I write a lot about brokenness. I always have. It’s one of the themes of my work, not only as a writer — but also as a (future) mental health professional. Looking back, I’m sure it has a lot to do with my childhood, and the sci-fi shows I watched as a teenager.
I was obsessed with space, so it makes sense that, years later, I am obsessed with the things that set us apart and make the human race unique. It’s why I enjoyed Advanced Placement psychology in high school. It’s why I took social psychology as an English major in college. I didn’t need to, but I missed learning about the machinations of the human brain.
Brokenness speaks volumes. My first email address was [email protected] — painfully adolescent, but an accurate portrayal of my self-concept. I saw myself as broken. The mental illness came later. In middle school, my brokenness was physical in nature: my wheelchair, my lungs, the waver in my voice whenever I spoke in front of a crowd. My body didn’t work the way it was supposed to. Hence, brokenness.
I tried to make up for it. I was a good student, the teacher’s pet. I was a talented writer, so when people read my work and said, “I bet you’ll be a bestselling author one day,” I wore it like a badge of pride. I could write. I couldn’t play on the monkey bars or do pushups in the gym, but I could write. I clung to that, that tiny pinprick of light. And when mental illness came into the picture, I clung to it even more. I wasn’t happy, I didn’t have friends, and anxiety ate me alive, but at least I had my writing! At least I had words.
I saw myself as broken, but I never leaned into it. I felt that, no matter what, it was my responsibility to keep it together. I could be in the emergency room, sucking oxygen through a mask that bit into my skin, and still feel the need to entertain. Crack a joke. Nurses would often comment on my optimism: “She always has a smile on her face!” I laughed, blushed, ducked my head. They didn’t need to know that it was an obligation.
I kept things together. I was the glue. Once, there were 11 nurses in my room, taking vitals, talking with my parents, inserting a urine catheter. I was in the middle of it, propped in a hospital bed, the eye of the hurricane. The winds surged around me, its gravitational center.
I could write about trauma, how it gifts you with the superpower of anxiety. My dad calls it “my Spidey senses.” I know when something’s off, and because I’m me, I assume it’s my fault. When tensions are high, I step into the role of comic relief. I entertain. I crack a joke. I point out the elephant because if there’s one thing I’ve learned, it’s that no one else will.
I could write about mental illness, growing up with mental illness, the balancing act that is mental illness and physical disability — but it feels more appropriate to write about brokenness. After all these years and my thorough obsession with brokenness, I can’t fully accept it. Physical brokenness? Sure. Mental brokenness? I study it for a living. But emotional brokenness?
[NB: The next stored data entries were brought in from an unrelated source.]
//! # 認証ユースケース
//!
//! ユーザー登録・ログイン・ログアウトと、ログイン中ユーザーの
//! プロフィール／パスワード更新を扱う。
//!
//! ## タイミング攻撃対策
//!
//! ログイン時にユーザーが存在しない場合もダミーハッシュで検証を実行し、
//! 処理時間を均一化する。

use std::sync::Arc;

use forum_domain::{
    access_token::{AccessToken, AccessTokenValue},
    clock::Clock,
    password::{PasswordHash, PlainPassword},
    user::{Email, NewUser, User, UserId, UserName},
};
use forum_infra::{
    PasswordChecker,
    db::TransactionManager,
    repository::{AccessTokenRepository, UserRepository},
};

use crate::{error::CoreError, usecase::helpers::FindResultExt};

/// ダミーハッシュ（有効な Argon2id 形式）
const DUMMY_HASH: &str = "$argon2id$v=19$m=65536,t=1,p=1$AAAAAAAAAAAAAAAAAAAAAA$AAAAAAAAAAAAAAAAAAAAAAAAAAAAAAAAAAAAAAAAAAA";

/// ログイン失敗時のメッセージ（メールアドレスの存在有無を区別しない）
const INVALID_CREDENTIALS: &str = "メールアドレスまたはパスワードが正しくありません";

/// ユーザー登録の入力
pub struct RegisterInput {
    pub name:     String,
    pub email:    String,
    pub password: String,
}

/// プロフィール更新の入力
pub struct UpdateProfileInput {
    pub name:  String,
    pub email: String,
}

/// パスワード変更の入力
pub struct UpdatePasswordInput {
    pub current_password: String,
    pub new_password:     String,
}

/// ログイン結果
#[derive(Debug, Clone)]
pub struct LoginOutput {
    pub user:  User,
    pub token: AccessToken,
}

/// 認証ユースケースの実装
pub struct AuthUseCaseImpl {
    user_repo:         Arc<dyn UserRepository>,
    access_token_repo: Arc<dyn AccessTokenRepository>,
    password_checker:  Arc<dyn PasswordChecker>,
    tx_manager:        Arc<dyn TransactionManager>,
    clock:             Arc<dyn Clock>,
}

impl AuthUseCaseImpl {
    pub fn new(
        user_repo: Arc<dyn UserRepository>,
        access_token_repo: Arc<dyn AccessTokenRepository>,
        password_checker: Arc<dyn PasswordChecker>,
        tx_manager: Arc<dyn TransactionManager>,
        clock: Arc<dyn Clock>,
    ) -> Self {
        Self {
            user_repo,
            access_token_repo,
            password_checker,
            tx_manager,
            clock,
        }
    }

    /// ユーザーを登録する
    ///
    /// 1. 表示名・メールアドレス・パスワード（6〜255 文字）を検証
    /// 2. パスワードを Argon2id でハッシュ化
    /// 3. 挿入（メールアドレス重複は DB 制約で `Conflict`）
    pub async fn register(&self, input: RegisterInput) -> Result<User, CoreError> {
        let name = UserName::new(input.name)?;
        let email = Email::new(input.email)?;
        let password = PlainPassword::new_for_registration(input.password)?;

        let password_hash = self.password_checker.hash(&password)?;
        let user = User::new(NewUser {
            id: UserId::new(),
            name,
            email,
            password_hash,
            now: self.clock.now(),
        });

        let mut tx = self.tx_manager.begin().await?;
        self.user_repo
            .insert(&mut tx, &user)
            .await
            .map_err(|e| email_conflict_or(e, user.email()))?;
        tx.commit().await?;

        tracing::info!(user_id = %user.id(), "ユーザーを登録しました");
        Ok(user)
    }

    /// メールアドレスとパスワードで認証し、アクセストークンを発行する
    pub async fn login(&self, email: &str, password: &str) -> Result<LoginOutput, CoreError> {
        let password = PlainPassword::new(password);

        let user = match Email::new(email) {
            Ok(email) => self.user_repo.find_by_email(&email).await?,
            Err(_) => None,
        };

        let Some(user) = user else {
            self.dummy_verification(&password);
            return Err(CoreError::Unauthorized(INVALID_CREDENTIALS.to_string()));
        };

        let verified = self.password_checker.verify(&password, user.password_hash())?;
        if verified.is_mismatch() {
            return Err(CoreError::Unauthorized(INVALID_CREDENTIALS.to_string()));
        }

        let token = AccessToken::issue(user.id().clone(), self.clock.now());
        let mut tx = self.tx_manager.begin().await?;
        self.access_token_repo.insert(&mut tx, &token).await?;
        tx.commit().await?;

        tracing::info!(user_id = %user.id(), "ログインしました");
        Ok(LoginOutput { user, token })
    }

    /// 提示されたアクセストークンを失効させる
    pub async fn logout(&self, token: &AccessTokenValue) -> Result<(), CoreError> {
        let mut tx = self.tx_manager.begin().await?;
        self.access_token_repo.delete(&mut tx, token).await?;
        tx.commit().await?;
        Ok(())
    }

    /// ログイン中のユーザーを取得する
    pub async fn me(&self, user_id: &UserId) -> Result<User, CoreError> {
        self.user_repo.find_by_id(user_id).await.or_not_found("ユーザー")
    }

    /// 表示名とメールアドレスを更新する
    pub async fn update_profile(
        &self,
        user_id: &UserId,
        input: UpdateProfileInput,
    ) -> Result<User, CoreError> {
        let name = UserName::new(input.name)?;
        let email = Email::new(input.email)?;

        let user = self.me(user_id).await?;
        let user = user.with_profile(name, email, self.clock.now());

        let mut tx = self.tx_manager.begin().await?;
        self.user_repo
            .update(&mut tx, &user)
            .await
            .map_err(|e| email_conflict_or(e, user.email()))?;
        tx.commit().await?;

        Ok(user)
    }

    /// パスワードを変更する
    ///
    /// 現在のパスワードが一致しない場合は `UnprocessableEntity`。
    pub async fn update_password(
        &self,
        user_id: &UserId,
        input: UpdatePasswordInput,
    ) -> Result<(), CoreError> {
        let new_password = PlainPassword::new_for_registration(input.new_password)?;
        let user = self.me(user_id).await?;

        let verified = self
            .password_checker
            .verify(&PlainPassword::new(input.current_password), user.password_hash())?;
        if verified.is_mismatch() {
            return Err(CoreError::UnprocessableEntity(
                "現在のパスワードが正しくありません".to_string(),
            ));
        }

        let password_hash = self.password_checker.hash(&new_password)?;
        let user = user.with_password_hash(password_hash, self.clock.now());

        let mut tx = self.tx_manager.begin().await?;
        self.user_repo.update(&mut tx, &user).await?;
        tx.commit().await?;

        tracing::info!(user_id = %user.id(), "パスワードを変更しました");
        Ok(())
    }

    fn dummy_verification(&self, password: &PlainPassword) {
        // 結果は無視（エラーでも問題ない）
        let _ = self
            .password_checker
            .verify(password, &PasswordHash::new(DUMMY_HASH));
    }
}

fn email_conflict_or(err: forum_infra::InfraError, email: &Email) -> CoreError {
    if err.is_conflict() {
        CoreError::Conflict(format!("メールアドレス {} は既に使用されています", email))
    } else {
        CoreError::Database(err)
    }
}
I’m the glue. I keep things together. So what happens when the glue dries out? What happens when the tube of Elmer’s glue gets crusty?
I could write about therapy, how I’m continually learning about myself. Last week, my counselor looked me in the eye and said, “When was the last time you let someone carry you?” It’s not something we talk about in the SMA community. We warn against caregiver fatigue, but we don’t consider what happens when the patient becomes the professional. I’m attuned to the energy of those around me because I know that, in my line of work, things splinter: the vein blows, the doctor is an hour late, and jokes become necessary. I’ve become adept at the delicate art of pricking a balloon, letting the air out without popping the skin.
I write about brokenness because it is intrinsic — to me, to humanity. But I am always so scared to recognize it in my own life. It is humbling to realize that, no matter the brand, glue always dries out in the end.